--- START ---

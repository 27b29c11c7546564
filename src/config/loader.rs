// src/config/loader.rs

use std::fs;
use std::path::{Path, PathBuf};

use crate::config::model::{ConfigFile, RawConfigFile, WORKERS_ENV, parse_workers};
use crate::errors::Result;

/// Load a configuration file and return the raw `RawConfigFile`.
///
/// This only performs TOML deserialization; use [`load_and_validate`] for
/// the checked form.
pub fn load_from_path(path: impl AsRef<Path>) -> Result<RawConfigFile> {
    let path = path.as_ref();
    let contents = fs::read_to_string(path)?;

    let config: RawConfigFile = toml::from_str(&contents)?;

    Ok(config)
}

/// Load a configuration file, apply the `FLOWDAG_WORKERS` override, and
/// validate it.
pub fn load_and_validate(path: impl AsRef<Path>) -> Result<ConfigFile> {
    let mut raw_config = load_from_path(&path)?;
    if let Ok(raw) = std::env::var(WORKERS_ENV) {
        raw_config.executor.workers = parse_workers(&raw)?;
    }
    let config = ConfigFile::try_from(raw_config)?;
    Ok(config)
}

/// `Flowdag.toml` in the current working directory.
pub fn default_config_path() -> PathBuf {
    PathBuf::from("Flowdag.toml")
}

--- END ---

Only one part of the material above is to be transcribed, namely the lines starting with the line that has "if let Ok(raw)" and going on through the line that has "current working directory.", exactly as they stand.

Final answer:
    if let Ok(raw) = std::env::var(WORKERS_ENV) {
        raw_config.executor.workers = parse_workers(&raw)?;
    }
    let config = ConfigFile::try_from(raw_config)?;
    Ok(config)
}

/// `Flowdag.toml` in the current working directory.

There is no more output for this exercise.